Barbara Kneale, occupational health (OH) and safety adviser at car maker Peugeot Citroen, and a member of the research team evaluating the project, rejected accusations that it had all been a waste of time.


“The pilots are the first time anybody has properly looked at alternatives. We expected them to perhaps leave more problems than solutions, but it has raised awareness of the problems surrounding certification,” she said.



Alternative view


Kneale admitted that the team underestimated the extent of feeling about the official Med 3 sicknote.


“The first thing that became clear during the project was that the vast majority of people were unhappy with the Med 3,” she said. “It’s quite clear the issue is not going to go away – the system has to change.”


The problem stems from the historical nature of the certification system. It has been noted that the Med 3 is probably the only form that Aneurin Bevan – the driving force behind the welfare state in the 1940s – would recognise nowadays.


Staff need a sicknote to claim their statutory sick pay. Employers complain that doctors are too willing to issue them, and GPs are frustrated with sick workers clogging up their waiting rooms.

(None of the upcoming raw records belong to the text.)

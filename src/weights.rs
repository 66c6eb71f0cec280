//! Per-motion weight generation.
//!
//! Every motion maps an accumulated time value to one [`WeightVector`] per
//! axis. Entries are `baseline + non-negative term` with a positive
//! baseline, so totals are always positive and percentages never divide by
//! zero. The alternating flows additionally override the inner axis per
//! stripe through [`local_weights`].

use std::f64::consts::PI;

use noise::{NoiseFn, Perlin};
use serde::Serialize;

use crate::math::{gaussian_weight, pseudo_random, remap, smoothstep};
use crate::motion::{MotionKind, GRID_SIZE};

const BASELINE: f64 = 1.0;

const AMPLITUDE_STRONG: f64 = 0.6;
const AMPLITUDE_GENTLE: f64 = 0.3;
const AMPLITUDE_PEAK: f64 = 4.0;
const AMPLITUDE_INTENSE: f64 = 5.0;

const PHASE_SLOW: f64 = 1.5;
const PHASE_NORMAL: f64 = 2.0;
const PHASE_FAST: f64 = 2.5;

const FALLOFF_GENTLE: f64 = 0.4;
const FALLOFF_NORMAL: f64 = 0.5;
const FALLOFF_SHARP: f64 = 1.5;

const CIRCULATION_RADIUS: f64 = 2.5;
const CIRCULATION_CENTER: f64 = 2.0;
const CIRCULATION_ORBIT_SPEED: f64 = 0.5;

const PULFUNTE_STEP_DURATION: f64 = 1.0;
const PULFUNTE_ROW_SEED: f64 = 123.456;
const PULFUNTE_COL_SEED: f64 = 789.012;

pub const DIAGONAL_CYCLE_LENGTH: f64 = 6.0;
pub const DIAGONAL_PHASE_SPEED: f64 = 1.5;
pub const DIAGONAL_PHASE_OFFSET: f64 = 0.5;

const NOISE_SEED: u32 = 0;
const NOISE_TIME_SPEED: f64 = 0.5;
const NOISE_SPATIAL_STRIDE: f64 = 10.0;
const NOISE_AXIS_OFFSET: f64 = 100.0;
const NOISE_WEIGHT_MIN: f64 = 0.4;
const NOISE_WEIGHT_MAX: f64 = 2.0;

/// `GRID_SIZE` positive weights and their sum.
#[derive(Debug, Clone, PartialEq, Serialize)]
pub struct WeightVector {
    values: [f64; GRID_SIZE],
    total: f64,
}

impl WeightVector {
    pub fn from_fn(mut weight: impl FnMut(usize) -> f64) -> Self {
        let mut values = [0.0; GRID_SIZE];
        for (index, value) in values.iter_mut().enumerate() {
            *value = weight(index);
        }
        Self::from_values(values)
    }

    pub fn from_values(values: [f64; GRID_SIZE]) -> Self {
        let total = values.iter().sum();
        Self { values, total }
    }

    pub fn uniform(value: f64) -> Self {
        Self::from_values([value; GRID_SIZE])
    }

    pub fn values(&self) -> &[f64; GRID_SIZE] {
        &self.values
    }

    pub fn total(&self) -> f64 {
        self.total
    }

    pub fn get(&self, index: usize) -> f64 {
        self.values[index]
    }

    /// Share of each entry as a percentage of the total.
    pub fn percentages(&self) -> [f64; GRID_SIZE] {
        self.values.map(|value| value / self.total * 100.0)
    }
}

#[derive(Debug, Clone, PartialEq, Serialize)]
pub struct AxisWeights {
    pub rows: WeightVector,
    pub cols: WeightVector,
}

/// Continuous `(row, col)` centre of a Gaussian field. May lie off-grid.
#[derive(Debug, Clone, Copy, PartialEq, Serialize)]
pub struct FocusPoint {
    pub row: f64,
    pub col: f64,
}

/// Last Pulfunte field, rewritten in full on every evaluation.
#[derive(Debug, Clone, PartialEq)]
pub struct PulfunteCache {
    field: [[f64; GRID_SIZE]; GRID_SIZE],
}

impl Default for PulfunteCache {
    fn default() -> Self {
        Self {
            field: [[BASELINE; GRID_SIZE]; GRID_SIZE],
        }
    }
}

impl PulfunteCache {
    pub fn field(&self) -> &[[f64; GRID_SIZE]; GRID_SIZE] {
        &self.field
    }

    fn fill(&mut self, focus: FocusPoint) {
        for (row, cells) in self.field.iter_mut().enumerate() {
            for (col, cell) in cells.iter_mut().enumerate() {
                let dr = row as f64 - focus.row;
                let dc = col as f64 - focus.col;
                let distance = (dr * dr + dc * dc).sqrt();
                *cell = gaussian_weight(distance, AMPLITUDE_INTENSE, FALLOFF_GENTLE, BASELINE);
            }
        }
    }

    fn row_max(&self, row: usize) -> f64 {
        self.field[row].iter().copied().fold(f64::MIN, f64::max)
    }

    fn col_max(&self, col: usize) -> f64 {
        self.field
            .iter()
            .map(|cells| cells[col])
            .fold(f64::MIN, f64::max)
    }
}

/// Per-instance data some motions carry between frames.
#[derive(Debug, Clone)]
pub enum MotionState {
    Stateless,
    Pulfunte(PulfunteCache),
    Noise(Perlin),
}

impl MotionState {
    pub fn for_kind(kind: MotionKind) -> Self {
        match kind {
            MotionKind::Pulfunte => Self::Pulfunte(PulfunteCache::default()),
            MotionKind::Noise => Self::Noise(Perlin::new(NOISE_SEED)),
            _ => Self::Stateless,
        }
    }

    pub fn pulfunte_cache(&self) -> Option<&PulfunteCache> {
        match self {
            Self::Pulfunte(cache) => Some(cache),
            _ => None,
        }
    }

    fn pulfunte_cache_mut(&mut self) -> &mut PulfunteCache {
        if !matches!(self, Self::Pulfunte(_)) {
            *self = Self::Pulfunte(PulfunteCache::default());
        }
        match self {
            Self::Pulfunte(cache) => cache,
            _ => unreachable!("state was just replaced with a pulfunte cache"),
        }
    }

    fn noise(&mut self) -> &Perlin {
        if !matches!(self, Self::Noise(_)) {
            *self = Self::Noise(Perlin::new(NOISE_SEED));
        }
        match self {
            Self::Noise(perlin) => perlin,
            _ => unreachable!("state was just replaced with a noise source"),
        }
    }
}

/// Global row and column weights for `kind` at time `t`.
pub fn compute_weights(kind: MotionKind, t: f64, state: &mut MotionState) -> AxisWeights {
    match kind {
        MotionKind::Orthogonal => orthogonal(t),
        MotionKind::Polar => polar(t),
        MotionKind::TbFlow => tb_flow(t),
        MotionKind::LrFlow => lr_flow(t),
        MotionKind::AltTbFlow => alt_tb_flow(t),
        MotionKind::AltLrFlow => alt_lr_flow(),
        MotionKind::Circulation => circulation(t),
        MotionKind::Pulfunte => pulfunte(t, state.pulfunte_cache_mut()),
        MotionKind::Noise => noise_field(t, state.noise()),
        MotionKind::Scan => diagonal(t, DiagonalDirection::Forward),
        MotionKind::Slash => diagonal(t, DiagonalDirection::Reverse),
        MotionKind::Wave => wave(t),
        MotionKind::Breath => breath(t),
        MotionKind::Fallback => fallback(t),
    }
}

/// Inner-axis weights recomputed for one stripe, or `None` when the stripe
/// shares the global inner-axis weights.
///
/// For AltTBFlow the stripe is a column and the result replaces the row
/// weights; for AltLRFlow the stripe is a row and the result replaces the
/// column weights.
pub fn local_weights(kind: MotionKind, t: f64, stripe: usize) -> Option<WeightVector> {
    match kind {
        MotionKind::AltTbFlow | MotionKind::AltLrFlow => Some(alternating_stripe(t, stripe)),
        _ => None,
    }
}

/// Even stripes travel toward higher indices, odd stripes toward lower ones.
pub fn alternating_stripe(t: f64, stripe: usize) -> WeightVector {
    let direction = if stripe % 2 == 0 { -1.0 } else { 1.0 };
    WeightVector::from_fn(|i| {
        sine_weight(
            AMPLITUDE_STRONG,
            t * PHASE_NORMAL + direction * i as f64 * 0.8,
        )
    })
}

fn sine_weight(amplitude: f64, phase: f64) -> f64 {
    BASELINE + amplitude * phase.sin()
}

fn orthogonal(t: f64) -> AxisWeights {
    let axis = WeightVector::from_fn(|i| {
        sine_weight(AMPLITUDE_STRONG, t * PHASE_SLOW + i as f64 * 0.8)
    });
    AxisWeights {
        rows: axis.clone(),
        cols: axis,
    }
}

fn polar(t: f64) -> AxisWeights {
    let center = (GRID_SIZE / 2) as f64;
    let axis = WeightVector::from_fn(|i| {
        let distance = (i as f64 - center).abs();
        sine_weight(AMPLITUDE_STRONG, t * PHASE_NORMAL - distance)
    });
    AxisWeights {
        rows: axis.clone(),
        cols: axis,
    }
}

fn strong_flow(t: f64) -> WeightVector {
    WeightVector::from_fn(|i| sine_weight(AMPLITUDE_STRONG, t * PHASE_NORMAL - i as f64 * 0.8))
}

fn gentle_breathing(t: f64) -> WeightVector {
    WeightVector::from_fn(|i| sine_weight(AMPLITUDE_GENTLE, t * PHASE_SLOW + i as f64 * 0.2))
}

fn tb_flow(t: f64) -> AxisWeights {
    AxisWeights {
        rows: strong_flow(t),
        cols: gentle_breathing(t),
    }
}

fn lr_flow(t: f64) -> AxisWeights {
    AxisWeights {
        rows: gentle_breathing(t),
        cols: strong_flow(t),
    }
}

// Row weights are replaced per column by `local_weights`.
fn alt_tb_flow(t: f64) -> AxisWeights {
    AxisWeights {
        rows: WeightVector::uniform(BASELINE),
        cols: gentle_breathing(t),
    }
}

// Fixed row heights; column weights are replaced per row by `local_weights`.
fn alt_lr_flow() -> AxisWeights {
    AxisWeights {
        rows: WeightVector::uniform(BASELINE),
        cols: WeightVector::uniform(BASELINE),
    }
}

/// Clockwise orbit around the grid centre, starting near the top-left.
pub fn circulation_focus(t: f64) -> FocusPoint {
    let angle = t * CIRCULATION_ORBIT_SPEED - PI * 0.75;
    FocusPoint {
        row: CIRCULATION_CENTER + CIRCULATION_RADIUS * angle.sin(),
        col: CIRCULATION_CENTER + CIRCULATION_RADIUS * angle.cos(),
    }
}

fn circulation(t: f64) -> AxisWeights {
    let focus = circulation_focus(t);
    AxisWeights {
        rows: WeightVector::from_fn(|r| {
            gaussian_weight(r as f64 - focus.row, AMPLITUDE_PEAK, FALLOFF_NORMAL, BASELINE)
        }),
        cols: WeightVector::from_fn(|c| {
            gaussian_weight(c as f64 - focus.col, AMPLITUDE_PEAK, FALLOFF_NORMAL, BASELINE)
        }),
    }
}

#[derive(Debug, Clone, Copy, PartialEq, Serialize)]
pub struct PulfunteFocus {
    pub step: f64,
    pub progress: f64,
    pub current: FocusPoint,
    pub next: FocusPoint,
    pub focus: FocusPoint,
}

fn pulfunte_cell(step: f64) -> FocusPoint {
    let size = GRID_SIZE as f64;
    FocusPoint {
        row: (pseudo_random(step * PULFUNTE_ROW_SEED) * size).floor(),
        col: (pseudo_random(step * PULFUNTE_COL_SEED) * size).floor(),
    }
}

/// Focus cell for the current step eased toward the next step's cell.
pub fn pulfunte_focus(t: f64) -> PulfunteFocus {
    let scaled = t * PULFUNTE_STEP_DURATION;
    let step = scaled.floor();
    let progress = scaled - step;
    let current = pulfunte_cell(step);
    let next = pulfunte_cell(step + 1.0);
    let ease = smoothstep(progress);
    PulfunteFocus {
        step,
        progress,
        current,
        next,
        focus: FocusPoint {
            row: current.row + (next.row - current.row) * ease,
            col: current.col + (next.col - current.col) * ease,
        },
    }
}

// Axis weights take the per-row / per-column maximum of the field so the
// single 2-D peak dominates both its row and its column.
fn pulfunte(t: f64, cache: &mut PulfunteCache) -> AxisWeights {
    cache.fill(pulfunte_focus(t).focus);
    AxisWeights {
        rows: WeightVector::from_fn(|r| cache.row_max(r)),
        cols: WeightVector::from_fn(|c| cache.col_max(c)),
    }
}

fn noise_sample(perlin: &Perlin, x: f64, y: f64) -> f64 {
    let unit = (perlin.get([x, y]) * 0.5 + 0.5).clamp(0.0, 1.0);
    remap(unit, 0.0, 1.0, NOISE_WEIGHT_MIN, NOISE_WEIGHT_MAX)
}

fn noise_field(t: f64, perlin: &Perlin) -> AxisWeights {
    let x = t * NOISE_TIME_SPEED;
    AxisWeights {
        rows: WeightVector::from_fn(|r| noise_sample(perlin, x, r as f64 * NOISE_SPATIAL_STRIDE)),
        cols: WeightVector::from_fn(|c| {
            noise_sample(perlin, x, c as f64 * NOISE_SPATIAL_STRIDE + NOISE_AXIS_OFFSET)
        }),
    }
}

#[derive(Debug, Clone, Copy, PartialEq, Eq)]
pub enum DiagonalDirection {
    /// Top-left to bottom-right (Scan).
    Forward,
    /// Top-right to bottom-left (Slash).
    Reverse,
}

/// Sweep position in `[-0.5, 5.5)`, half a cell past the grid on each side.
pub fn diagonal_phase(t: f64) -> f64 {
    (t * DIAGONAL_PHASE_SPEED).rem_euclid(DIAGONAL_CYCLE_LENGTH) - DIAGONAL_PHASE_OFFSET
}

pub fn diagonal(t: f64, direction: DiagonalDirection) -> AxisWeights {
    let phase = diagonal_phase(t);
    let col_phase = match direction {
        DiagonalDirection::Forward => phase,
        DiagonalDirection::Reverse => DIAGONAL_CYCLE_LENGTH - DIAGONAL_PHASE_OFFSET - phase,
    };
    AxisWeights {
        rows: WeightVector::from_fn(|r| {
            gaussian_weight(r as f64 - phase, AMPLITUDE_PEAK, FALLOFF_SHARP, BASELINE)
        }),
        cols: WeightVector::from_fn(|c| {
            gaussian_weight(c as f64 - col_phase, AMPLITUDE_PEAK, FALLOFF_SHARP, BASELINE)
        }),
    }
}

fn wave(t: f64) -> AxisWeights {
    AxisWeights {
        rows: WeightVector::from_fn(|r| {
            sine_weight(AMPLITUDE_STRONG, t * PHASE_SLOW + r as f64 * 0.8)
        }),
        cols: WeightVector::from_fn(|c| {
            sine_weight(AMPLITUDE_STRONG, t * PHASE_FAST + c as f64 * 0.8)
        }),
    }
}

fn breath(t: f64) -> AxisWeights {
    AxisWeights {
        rows: WeightVector::uniform(sine_weight(AMPLITUDE_STRONG, t * PHASE_SLOW)),
        cols: WeightVector::uniform(sine_weight(AMPLITUDE_STRONG, t * PHASE_NORMAL)),
    }
}

fn fallback(t: f64) -> AxisWeights {
    AxisWeights {
        rows: WeightVector::from_fn(|r| sine_weight(AMPLITUDE_STRONG, t * 0.7 + r as f64 * 1.2)),
        cols: WeightVector::from_fn(|c| sine_weight(AMPLITUDE_STRONG, t * 1.1 + c as f64 * 0.8)),
    }
}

But the one thing employers, GPs, OH professionals and unions all agree on is that something has to change if the UK is to make a dent in its £13bn annual sickness absence bill.


Dr Peter Holden, a GP and chairman of the professional fees committee at the British Medical Association (BMA), said the doctors’ body had long been lobbying the government to convince it that GPs should not be involved in short-term certification. General practice is already operating at close to capacity. Making doctors sign sicknotes is a waste of GPs’ time and skills, Holden said.


“GPs are adding nothing medically by issuing sick­notes. Our role should be in the provision of information for OH practitioners to make a decision on an individual’s fitness to work,” he said.


Holden placed the blame squarely at the feet of employers for not tackling the problem at its root.


“Better absence management is the issue,” he said. “Firms want to [pass] responsibility for this topic to GPs. Talking to employees about absence is difficult, and going the sicknote route is an easy cop-out for employers.”



Self-certification


The CBI strongly disagrees with this point. Hanna Haas, policy adviser in the employee relations group at the employers’ body, pointed to its annual absence survey, which shows steadily falling levels of sickness absence.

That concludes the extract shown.